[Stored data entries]
<<<<

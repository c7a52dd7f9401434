use std::process::ExitCode;

fn main() -> ExitCode {
    bookmatch_cli::run()
}
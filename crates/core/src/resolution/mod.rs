pub mod engine;
pub mod states;

pub use engine::{Resolver, ResolverSettings, DEFAULT_MAX_RETRIES};
pub use states::{Resolution, ResolutionState};
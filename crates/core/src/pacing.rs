//! Mandatory pacing in front of catalog searches.
//!
//! Every planner invocation acquires a [`PacingPermit`] before it issues any
//! search and holds it until its searches finish. [`SerialPacer`] shares one
//! gate across all clones, so concurrent resolution loops never search at the
//! same time and consecutive invocations start at least `delay` apart.
//! [`PerCallPacer`] only waits, which is enough when the catalog limits each
//! caller rather than the whole account.

use std::sync::Arc;
use std::time::Duration;

use async_trait::async_trait;
use serde::{Deserialize, Serialize};
use tokio::sync::{Mutex, OwnedMutexGuard};

pub const DEFAULT_PACING_DELAY: Duration = Duration::from_millis(500);

#[derive(Clone, Copy, Debug, PartialEq, Eq, Serialize, Deserialize)]
#[serde(rename_all = "snake_case")]
pub enum PacingMode {
    Global,
    PerCall,
}

impl std::str::FromStr for PacingMode {
    type Err = String;

    fn from_str(value: &str) -> Result<Self, Self::Err> {
        match value.trim().to_ascii_lowercase().as_str() {
            "global" => Ok(Self::Global),
            "per_call" | "per-call" => Ok(Self::PerCall),
            other => Err(format!("unsupported pacing mode `{other}` (expected global|per_call)")),
        }
    }
}

#[must_use = "searches are only paced while the permit is held"]
pub struct PacingPermit {
    _gate: Option<OwnedMutexGuard<()>>,
}

impl PacingPermit {
    pub fn unguarded() -> Self {
        Self { _gate: None }
    }

    pub fn guarded(gate: OwnedMutexGuard<()>) -> Self {
        Self { _gate: Some(gate) }
    }
}

#[async_trait]
pub trait SearchPacer: Send + Sync {
    async fn acquire(&self) -> PacingPermit;
}

#[derive(Clone, Debug)]
pub struct PerCallPacer {
    delay: Duration,
}

impl PerCallPacer {
    pub fn new(delay: Duration) -> Self {
        Self { delay }
    }
}

#[async_trait]
impl SearchPacer for PerCallPacer {
    async fn acquire(&self) -> PacingPermit {
        if !self.delay.is_zero() {
            tokio::time::sleep(self.delay).await;
        }
        PacingPermit::unguarded()
    }
}

#[derive(Clone, Debug)]
pub struct SerialPacer {
    delay: Duration,
    gate: Arc<Mutex<()>>,
}

impl SerialPacer {
    pub fn new(delay: Duration) -> Self {
        Self { delay, gate: Arc::new(Mutex::new(())) }
    }
}

#[async_trait]
impl SearchPacer for SerialPacer {
    async fn acquire(&self) -> PacingPermit {
        let guard = self.gate.clone().lock_owned().await;
        if !self.delay.is_zero() {
            tokio::time::sleep(self.delay).await;
        }
        PacingPermit::guarded(guard)
    }
}

pub fn pacer_for(mode: PacingMode, delay: Duration) -> Arc<dyn SearchPacer> {
    match mode {
        PacingMode::Global => Arc::new(SerialPacer::new(delay)),
        PacingMode::PerCall => Arc::new(PerCallPacer::new(delay)),
    }
}
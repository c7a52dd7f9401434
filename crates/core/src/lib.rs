pub mod collaborators;
pub mod config;
pub mod cover;
pub mod domain;
pub mod errors;
pub mod orchestrator;
pub mod pacing;
pub mod planner;
pub mod resolution;
pub mod scoring;
pub mod similarity;

pub use collaborators::{CatalogSearch, CoverSimilarity, RecommendationSource};
pub use cover::CoverMatcher;
pub use domain::book::{CatalogRecord, CoverImage, OwnedBook, TentativeBook};
pub use domain::output::{Recommendation, RecommendationOutput};
pub use errors::BookMatchError;
pub use orchestrator::{BookMatcher, EngineSettings};
pub use pacing::{PacingMode, PacingPermit, PerCallPacer, SearchPacer, SerialPacer};
pub use planner::QueryPlanner;
pub use resolution::{Resolution, ResolutionState, Resolver, ResolverSettings};
pub use scoring::{CandidateScorer, MatchOutcome, MatchThresholds, ScoredCandidate};
pub use similarity::{Levenshtein, LevenshteinWithoutParentheses, SimilarityStrategy};
use bookmatch_core::domain::book::CatalogRecord;
use serde::Deserialize;

#[derive(Debug, Deserialize)]
#[serde(rename_all = "camelCase")]
pub struct NaverBooksResponse {
    #[serde(default)]
    pub last_build_date: Option<String>,
    #[serde(default)]
    pub total: u64,
    #[serde(default)]
    pub start: u64,
    #[serde(default)]
    pub display: u64,
    pub items: Vec<NaverBookDto>,
}

#[derive(Debug, Deserialize)]
pub struct NaverBookDto {
    pub title: String,
    pub link: String,
    pub image: String,
    pub author: String,
    #[serde(default)]
    pub discount: Option<String>,
    pub publisher: String,
    pub isbn: String,
    pub description: String,
    #[serde(default)]
    pub pubdate: Option<String>,
}

impl NaverBookDto {
    pub fn into_record(self) -> CatalogRecord {
        CatalogRecord {
            id: self.isbn.clone(),
            title: strip_highlight(&self.title),
            author: strip_highlight(&self.author),
            link: self.link,
            image: self.image,
            publisher: self.publisher,
            isbn: self.isbn,
            description: strip_highlight(&self.description),
            discount: self.discount.filter(|value| !value.trim().is_empty()),
            pubdate: self.pubdate.filter(|value| !value.trim().is_empty()),
        }
    }
}

/// Removes the `<b>`/`</b>` tags the search API wraps around matched terms.
pub fn strip_highlight(text: &str) -> String {
    text.replace("<b>", "").replace("</b>", "").trim().to_owned()
}
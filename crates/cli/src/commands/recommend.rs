use std::path::Path;

use crate::commands::{
    build_matcher, load_live_config, read_owned_books, runtime, CommandResult, EXIT_CONFIG,
};
use crate::logging::init_logging;

pub fn run(config_path: Option<&Path>, question: &str, owned_path: Option<&Path>) -> CommandResult {
    match execute(config_path, question, owned_path) {
        Ok(result) | Err(result) => result,
    }
}

fn execute(
    config_path: Option<&Path>,
    question: &str,
    owned_path: Option<&Path>,
) -> Result<CommandResult, CommandResult> {
    let owned_books = match owned_path {
        Some(path) => read_owned_books("recommend", path)?,
        None => Vec::new(),
    };
    let config = load_live_config("recommend", config_path)?;
    init_logging(&config);

    let matcher = build_matcher(&config).map_err(|error| {
        CommandResult::failure("recommend", "client_setup", format!("{error:#}"), EXIT_CONFIG)
    })?;
    let runtime = runtime("recommend")?;

    let output = runtime.block_on(matcher.resolve_recommendation(question, &owned_books));
    Ok(CommandResult::json("recommend", &output))
}
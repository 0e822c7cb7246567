//! Transaction composition for bridge legs

use ethers::types::transaction::eip2718::TypedTransaction;
use ethers::types::{Address, Bytes, TransactionRequest, U256};

/// Per-network values copied into every transaction
#[derive(Debug, Clone, PartialEq)]
pub struct ChainConstants {
    pub chain_id: u64,
    /// Bridge contract address
    pub contract: Address,
    pub gas_limit: U256,
    pub gas_price: U256,
}

/// Unsigned bridge transaction
#[derive(Debug, Clone, PartialEq)]
pub struct BridgeTransaction {
    pub from: Address,
    pub to: Address,
    pub value: U256,
    pub nonce: u64,
    pub gas_limit: U256,
    pub gas_price: U256,
    pub chain_id: u64,
    pub data: Bytes,
}

impl BridgeTransaction {
    /// Legacy (EIP-155) request ready for signing
    pub fn to_typed(&self) -> TypedTransaction {
        let request = TransactionRequest::new()
            .from(self.from)
            .to(self.to)
            .value(self.value)
            .nonce(self.nonce)
            .gas(self.gas_limit)
            .gas_price(self.gas_price)
            .chain_id(self.chain_id)
            .data(self.data.clone());

        TypedTransaction::Legacy(request)
    }
}

/// Builds bridge transactions; no network access
pub struct TransactionComposer;

impl TransactionComposer {
    pub fn compose(
        constants: &ChainConstants,
        from: Address,
        calldata: &Bytes,
        value_wei: U256,
        nonce: u64,
    ) -> BridgeTransaction {
        BridgeTransaction {
            from,
            to: constants.contract,
            value: value_wei,
            nonce,
            gas_limit: constants.gas_limit,
            gas_price: constants.gas_price,
            chain_id: constants.chain_id,
            data: calldata.clone(),
        }
    }
}
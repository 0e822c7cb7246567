//! Round-trip orchestration between the two networks

use super::leg::{
    Direction, LegConfirmation, LegOutcome, LegRoute, RoundLimit, RunSummary,
};
use crate::config::Settings;
use crate::error::{BridgeError, BridgeResult};
use crate::tx::{Account, TransactionComposer};

use ethers::types::U256;
use ethers::utils::format_ether;
use std::future::Future;
use std::sync::Arc;
use std::time::{Duration, Instant};
use tokio::sync::{Notify, RwLock};
use tracing::{error, info, warn};

/// Run parameters fixed at startup
#[derive(Debug, Clone, PartialEq)]
pub struct OrchestratorConfig {
    /// Value sent with every leg
    pub value_wei: U256,
    pub rounds: RoundLimit,
    /// Pause after each round
    pub round_delay: Duration,
}

impl OrchestratorConfig {
    pub fn from_settings(settings: &Settings) -> BridgeResult<Self> {
        Ok(Self {
            value_wei: settings.value_wei()?,
            rounds: settings.round_limit(),
            round_delay: settings.round_delay(),
        })
    }
}

/// Drives alternating outbound and return legs
pub struct BridgeOrchestrator {
    config: OrchestratorConfig,
    account: Account,
    outbound: LegRoute,
    return_leg: LegRoute,
    /// Shutdown flag, checked once per round
    shutdown: Arc<RwLock<bool>>,
    /// Wakes the pause between rounds on stop
    stop_notify: Arc<Notify>,
}

impl BridgeOrchestrator {
    pub fn new(
        config: OrchestratorConfig,
        account: Account,
        outbound: LegRoute,
        return_leg: LegRoute,
    ) -> Self {
        Self {
            config,
            account,
            outbound,
            return_leg,
            shutdown: Arc::new(RwLock::new(false)),
            stop_notify: Arc::new(Notify::new()),
        }
    }

    /// Check both networks, then run the rounds.
    ///
    /// Only the connectivity check can fail; once rounds start every error is
    /// absorbed into a leg outcome.
    pub async fn start(&self) -> BridgeResult<RunSummary> {
        self.check_connectivity().await?;
        Ok(self.run().await)
    }

    /// Like `start`, stopping at the next round boundary when `shutdown`
    /// fires and abandoning the round in progress when it fires again.
    ///
    /// Returns `None` if the run was abandoned.
    pub async fn start_with_shutdown<S, F>(
        &self,
        mut shutdown: S,
    ) -> Option<BridgeResult<RunSummary>>
    where
        S: FnMut() -> F,
        F: Future<Output = ()>,
    {
        let run = self.start();
        tokio::pin!(run);

        tokio::select! {
            result = &mut run => return Some(result),
            _ = shutdown() => {
                info!("Shutdown signal received, finishing current round (signal again to abandon it)...");
                self.stop().await;
            }
        }

        tokio::select! {
            result = &mut run => Some(result),
            _ = shutdown() => {
                warn!("Second shutdown signal received, abandoning the round in progress");
                None
            }
        }
    }

    /// Verify both endpoints before any transaction is sent
    pub async fn check_connectivity(&self) -> BridgeResult<()> {
        for route in [&self.outbound, &self.return_leg] {
            if let Err(e) = route.client.check_connectivity().await {
                error!("Unable to connect for {} leg: {}", route.direction, e);
                return Err(e);
            }
        }
        Ok(())
    }

    /// Main round loop
    pub async fn run(&self) -> RunSummary {
        let mut summary = RunSummary::default();

        info!(
            "Starting {} rounds between {} and {}, each leg with {} ETH",
            self.config.rounds,
            self.outbound.label,
            self.return_leg.label,
            format_ether(self.config.value_wei)
        );

        while !self.config.rounds.reached(summary.rounds_completed) {
            if *self.shutdown.read().await {
                warn!("Stop requested, ending after {} rounds", summary.rounds_completed);
                break;
            }

            let round = summary.rounds_completed + 1;
            info!("Round {}", round);

            for route in [&self.outbound, &self.return_leg] {
                let outcome = self.run_leg(route, round).await;
                summary.record(route.direction, &outcome);
            }

            summary.rounds_completed = round;
            crate::metrics::record_round_completed();

            if !self.config.round_delay.is_zero() {
                tokio::select! {
                    _ = tokio::time::sleep(self.config.round_delay) => {}
                    _ = self.stop_notify.notified() => {}
                }
            }
        }

        info!(
            "Finished {} rounds: outbound {}/{} confirmed, return {}/{} confirmed",
            summary.rounds_completed,
            summary.outbound_confirmed,
            summary.outbound_confirmed + summary.outbound_failed,
            summary.return_confirmed,
            summary.return_confirmed + summary.return_failed
        );

        summary
    }

    /// Run one leg to completion and report its outcome
    async fn run_leg(&self, route: &LegRoute, round: u64) -> LegOutcome {
        let started = Instant::now();

        info!(
            "{}: sending {} ETH",
            route.label,
            format_ether(self.config.value_wei)
        );

        let outcome = match self.execute_leg(route).await {
            Ok(confirmation) => LegOutcome::Confirmed(confirmation),
            Err(cause) => LegOutcome::Failed { cause },
        };
        self.report_leg(route, round, &outcome, started);
        outcome
    }

    fn report_leg(&self, route: &LegRoute, round: u64, outcome: &LegOutcome, started: Instant) {
        let chain_id = route.constants.chain_id;

        match outcome {
            LegOutcome::Confirmed(confirmation) => {
                info!(
                    "{}: {:?} confirmed in block {} (round {}, nonce {})",
                    route.label,
                    confirmation.tx_hash,
                    confirmation.receipt.block_number,
                    round,
                    confirmation.nonce
                );
                crate::metrics::record_leg_confirmed(route.direction, chain_id);
                crate::metrics::record_confirmation_latency(
                    chain_id,
                    started.elapsed().as_secs_f64(),
                );
            }
            LegOutcome::Failed { cause } => {
                if !cause.is_recoverable() {
                    warn!("{}: unexpected error class inside a leg", route.label);
                }
                error!("{}: bridge leg failed (round {}): {}", route.label, round, cause);
                crate::metrics::record_leg_failed(route.direction, chain_id);
            }
        }
    }

    /// nonce -> compose -> sign -> send -> confirm
    async fn execute_leg(&self, route: &LegRoute) -> BridgeResult<LegConfirmation> {
        let client = &route.client;
        let from = self.account.address();

        let nonce = client.get_nonce(from).await?;

        let tx = TransactionComposer::compose(
            &route.constants,
            from,
            &route.calldata,
            self.config.value_wei,
            nonce,
        );

        let raw = client.sign(&tx, self.account.wallet()).await?;
        let tx_hash = client.send(raw).await?;
        info!("{}: transaction sent, hash {:?}", route.label, tx_hash);

        let receipt = client.await_receipt(tx_hash).await?;
        if !receipt.succeeded() {
            return Err(BridgeError::Reverted {
                chain_id: route.constants.chain_id,
                tx_hash: format!("{:?}", tx_hash),
                block_number: receipt.block_number,
            });
        }

        Ok(LegConfirmation {
            nonce,
            tx_hash,
            receipt,
        })
    }

    /// Request a stop; takes effect before the next round and cuts the
    /// pause between rounds short
    pub async fn stop(&self) {
        *self.shutdown.write().await = true;
        self.stop_notify.notify_one();
        info!("Orchestrator shutdown initiated");
    }
}
//! Bridge Shuttle - round-trip bridge driver between two EVM networks
//!
//! Sends a fixed amount through a bridge contract from one network to the
//! other and back, round after round, confirming each leg before the next.

use anyhow::{Context, Result};
use std::sync::Arc;
use tokio::signal;
use tracing::{error, info};

mod calldata;
mod chain;
mod config;
mod coordination;
mod error;
mod metrics;
mod tx;

use calldata::CalldataBuilder;
use chain::{ChainClient, EthersChainClient};
use config::{ChainConfig, Settings};
use coordination::{BridgeOrchestrator, Direction, LegRoute, OrchestratorConfig};
use metrics::MetricsServer;
use tx::Account;

#[tokio::main]
async fn main() -> Result<()> {
    // Initialize logging
    init_logging();

    info!("Starting Bridge Shuttle v{}", env!("CARGO_PKG_VERSION"));

    // Load configuration
    let settings = Settings::load()?;
    info!(
        "Loaded configuration: {} -> {}",
        settings.outbound.name, settings.return_leg.name
    );

    // Templates are validated before anything touches the network
    let builder = CalldataBuilder::from_settings(&settings)?;
    let account = Account::load(&settings.wallet)?;
    info!("Using account 0x{}", account.address_hex());

    let calldata = builder
        .build(&account.address_hex())
        .context("Failed to build calldata")?;

    let outbound = LegRoute {
        direction: Direction::Outbound,
        label: route_label(&settings.outbound, &settings.return_leg),
        client: connect(&settings.outbound)?,
        constants: settings.outbound.constants()?,
        calldata: calldata.outbound,
    };
    let return_leg = LegRoute {
        direction: Direction::Return,
        label: route_label(&settings.return_leg, &settings.outbound),
        client: connect(&settings.return_leg)?,
        constants: settings.return_leg.constants()?,
        calldata: calldata.return_data,
    };

    let orchestrator = BridgeOrchestrator::new(
        OrchestratorConfig::from_settings(&settings)?,
        account,
        outbound,
        return_leg,
    );

    // Start metrics server
    let metrics_handle = if settings.metrics.enabled {
        let server = MetricsServer::new(settings.metrics.port);
        info!("Metrics: http://0.0.0.0:{}/metrics", settings.metrics.port);
        Some(tokio::spawn(async move {
            if let Err(e) = server.run().await {
                error!("Metrics server error: {}", e);
            }
        }))
    } else {
        None
    };

    // First Ctrl+C / SIGTERM stops at the next round boundary, a second one
    // abandons the round in progress
    let outcome = orchestrator.start_with_shutdown(shutdown_signal).await;

    if let Some(h) = metrics_handle {
        h.abort();
    }

    let Some(result) = outcome else {
        anyhow::bail!("Interrupted while a round was in progress");
    };
    let summary = result.context("Startup connectivity check failed")?;
    info!(
        "Bridge Shuttle stopped after {} rounds ({} outbound and {} return legs confirmed)",
        summary.rounds_completed, summary.outbound_confirmed, summary.return_confirmed
    );
    Ok(())
}

fn connect(config: &ChainConfig) -> Result<Arc<dyn ChainClient>> {
    let client = EthersChainClient::new(config)?;
    info!(
        "Configured {} (chain {}) via {}",
        client.name(),
        config.chain_id,
        config.rpc_url
    );
    Ok(Arc::new(client))
}

fn route_label(from: &ChainConfig, to: &ChainConfig) -> String {
    format!("{} -> {}", from.name, to.name)
}

fn init_logging() {
    use tracing_subscriber::{fmt, prelude::*, EnvFilter};

    let filter = EnvFilter::try_from_default_env()
        .unwrap_or_else(|_| EnvFilter::new("info,bridge_shuttle=debug,hyper=warn"));

    tracing_subscriber::registry()
        .with(filter)
        .with(fmt::layer().with_target(true).with_thread_ids(true))
        .init();
}

async fn shutdown_signal() {
    let ctrl_c = async {
        signal::ctrl_c()
            .await
            .expect("Failed to install Ctrl+C handler");
    };

    #[cfg(unix)]
    let terminate = async {
        signal::unix::signal(signal::unix::SignalKind::terminate())
            .expect("Failed to install signal handler")
            .recv()
            .await;
    };

    #[cfg(not(unix))]
    let terminate = std::future::pending::<()>();

    tokio::select! {
        _ = ctrl_c => {},
        _ = terminate => {},
    }
}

>>>>

__Work item__: Using the entries above, state how many lines include the word "cause", with no other words.

__Output for this exercise__: 4